A quick roundup of the issues driving the healthcare reform conversation.
Week in Review
SMALL BUSINESS OWNERS WANT DISHONEST BILLING TO BE FIXED
Quick takeaway: : Nearly 9 in 10 small business owners think the government should ban hospital “facility fees” and other unfair billing practices.
Digging Deeper: A majority of small business owners (58%) say they have been charged a hospital “facility fee” in addition to other charges on their hospital bill, according to new research by Small Business Majority. What it means Rising healthcare costs have forced many small businesses to change their employee benefit offerings and are impacting their business growth – nearly a quarter of those surveyed had dropped health coverage owing to higher costs – and around 21% reported having to raise prices on their goods and services as a result.

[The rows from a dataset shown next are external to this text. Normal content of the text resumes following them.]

//! Raw values as they arrive from a driver or a JSON document.

use std::fmt;

use chrono::{DateTime, FixedOffset, NaiveDate, NaiveDateTime, NaiveTime, TimeDelta};
use rust_decimal::Decimal;
use uuid::Uuid;

/// Identifier of a coercion target type.
///
/// Scalar kinds key the canonical format table; `Enum` and `Composite`
/// carry their own rules.
#[derive(Debug, Clone, Copy, PartialEq, Eq, Hash)]
pub enum Kind {
    Bool,
    I8,
    I16,
    I32,
    I64,
    U8,
    U16,
    U32,
    U64,
    F32,
    F64,
    Decimal,
    Date,
    DateTime,
    DateTimeOffset,
    Time,
    Duration,
    Guid,
    Char,
    String,
    Chars,
    Binary,
    Json,
    Enum,
    Composite,
}

impl Kind {
    /// Name used in error messages.
    pub fn name(self) -> &'static str {
        match self {
            Self::Bool => "bool",
            Self::I8 => "i8",
            Self::I16 => "i16",
            Self::I32 => "i32",
            Self::I64 => "i64",
            Self::U8 => "u8",
            Self::U16 => "u16",
            Self::U32 => "u32",
            Self::U64 => "u64",
            Self::F32 => "f32",
            Self::F64 => "f64",
            Self::Decimal => "decimal",
            Self::Date => "date",
            Self::DateTime => "datetime",
            Self::DateTimeOffset => "datetime with offset",
            Self::Time => "time",
            Self::Duration => "duration",
            Self::Guid => "guid",
            Self::Char => "char",
            Self::String => "string",
            Self::Chars => "char sequence",
            Self::Binary => "binary",
            Self::Json => "json",
            Self::Enum => "enum",
            Self::Composite => "composite",
        }
    }
}

impl fmt::Display for Kind {
    fn fmt(&self, f: &mut fmt::Formatter<'_>) -> fmt::Result {
        f.write_str(self.name())
    }
}

/// Every shape a raw database or JSON value can take before coercion.
///
/// `Null` and `DbNull` are both "absent"; `parse` collapses them to the
/// caller's default.
#[derive(Debug, Clone, PartialEq)]
pub enum Value {
    Null,
    /// NULL reported by the database driver.
    DbNull,
    Bool(bool),
    I8(i8),
    I16(i16),
    I32(i32),
    I64(i64),
    U8(u8),
    U16(u16),
    U32(u32),
    U64(u64),
    F32(f32),
    F64(f64),
    Decimal(Decimal),
    Date(NaiveDate),
    DateTime(NaiveDateTime),
    DateTimeOffset(DateTime<FixedOffset>),
    Time(NaiveTime),
    Duration(TimeDelta),
    Guid(Uuid),
    Char(char),
    Text(String),
    Chars(Vec<char>),
    Binary(Vec<u8>),
    Json(serde_json::Value),
}

impl Value {
    /// Kind of the carried value, `None` for the null markers.
    pub fn kind(&self) -> Option<Kind> {
        let kind = match self {
            Self::Null | Self::DbNull => return None,
            Self::Bool(_) => Kind::Bool,
            Self::I8(_) => Kind::I8,
            Self::I16(_) => Kind::I16,
            Self::I32(_) => Kind::I32,
            Self::I64(_) => Kind::I64,
            Self::U8(_) => Kind::U8,
            Self::U16(_) => Kind::U16,
            Self::U32(_) => Kind::U32,
            Self::U64(_) => Kind::U64,
            Self::F32(_) => Kind::F32,
            Self::F64(_) => Kind::F64,
            Self::Decimal(_) => Kind::Decimal,
            Self::Date(_) => Kind::Date,
            Self::DateTime(_) => Kind::DateTime,
            Self::DateTimeOffset(_) => Kind::DateTimeOffset,
            Self::Time(_) => Kind::Time,
            Self::Duration(_) => Kind::Duration,
            Self::Guid(_) => Kind::Guid,
            Self::Char(_) => Kind::Char,
            Self::Text(_) => Kind::String,
            Self::Chars(_) => Kind::Chars,
            Self::Binary(_) => Kind::Binary,
            Self::Json(_) => Kind::Json,
        };
        Some(kind)
    }

    /// Name of the carried type, for error messages.
    pub fn type_name(&self) -> &'static str {
        match self {
            Self::Null => "null",
            Self::DbNull => "database null",
            other => other.kind().map_or("null", Kind::name),
        }
    }

    /// True for `Null` and `DbNull`.
    pub fn is_null(&self) -> bool {
        matches!(self, Self::Null | Self::DbNull)
    }
}

impl fmt::Display for Value {
    fn fmt(&self, f: &mut fmt::Formatter<'_>) -> fmt::Result {
        match self {
            Self::Null => f.write_str("null"),
            Self::DbNull => f.write_str("DBNull"),
            Self::Json(node) => write!(f, "{node}"),
            other => match crate::format::serialize(other) {
                Ok(text) => f.write_str(&text),
                Err(_) => write!(f, "{other:?}"),
            },
        }
    }
}

macro_rules! from_native {
    ($($ty:ty => $variant:ident),* $(,)?) => {
        $(
            impl From<$ty> for Value {
                fn from(value: $ty) -> Self {
                    Self::$variant(value)
                }
            }
        )*
    };
}

from_native! {
    bool => Bool,
    i8 => I8,
    i16 => I16,
    i32 => I32,
    i64 => I64,
    u8 => U8,
    u16 => U16,
    u32 => U32,
    u64 => U64,
    f32 => F32,
    f64 => F64,
    Decimal => Decimal,
    NaiveDate => Date,
    NaiveDateTime => DateTime,
    DateTime<FixedOffset> => DateTimeOffset,
    NaiveTime => Time,
    TimeDelta => Duration,
    Uuid => Guid,
    char => Char,
    String => Text,
    Vec<char> => Chars,
    Vec<u8> => Binary,
    serde_json::Value => Json,
}

impl From<&str> for Value {
    fn from(value: &str) -> Self {
        Self::Text(value.to_owned())
    }
}

impl From<&[u8]> for Value {
    fn from(value: &[u8]) -> Self {
        Self::Binary(value.to_vec())
    }
}

impl<T: Into<Value>> From<Option<T>> for Value {
    fn from(value: Option<T>) -> Self {
        value.map_or(Self::Null, Into::into)
    }
}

HARVARD-INOVALON STUDY: MA ENROLLEES LIKE BREADTH OF PLAN OPTIONS
Quick takeaway: A new study from Havard and Inovalon studied the many different plan options offered within Medicare Advantage (MA) and found MA’s incredible variety of plan options (average beneficiary gets 43 options) to be a key factor underlying the program’s growth.
Digging Deeper: The analysis also highlights why beneficiaries choose certain MA plans, with zero-premium plans being picked by more socioeconomically disadvantaged populations than higher-premium plans.
What it means: This research highlights the value of the MA program for millions of Americans who like the broad variety of plan types – especially those coming from socioeconomically disadvantaged communities.
ATTACKS ON PHARMACY BENEFIT MANAGERS WON’T REDUCE DRUG PRICES
Quick takeaway: EconomistIke Brannon, senior fellow at the Jack Kemp Foundation, highlights several state and federal efforts which would undermine the role pharmacy benefit managers (PBMs) play in reducing prescription prices.
Digging Deeper: In his piece, Brannon explains how pharmaceutical manufacturers have worked to enact regulation targeting PBMs, threatening to eliminate many of the tools they use to negotiate lower drug prices on behalf of health plans and employers.
What it means: Rather than piling unnecessary regulations onto PBMs, which would raise the price of prescriptions, Brannon argues that lawmakers should look to free-market solutions to allow PBMs to more effectively secure savings – such as allowing up-front, volume-based discounts for drugs (currently not allowed under the Robinson-Patman Act).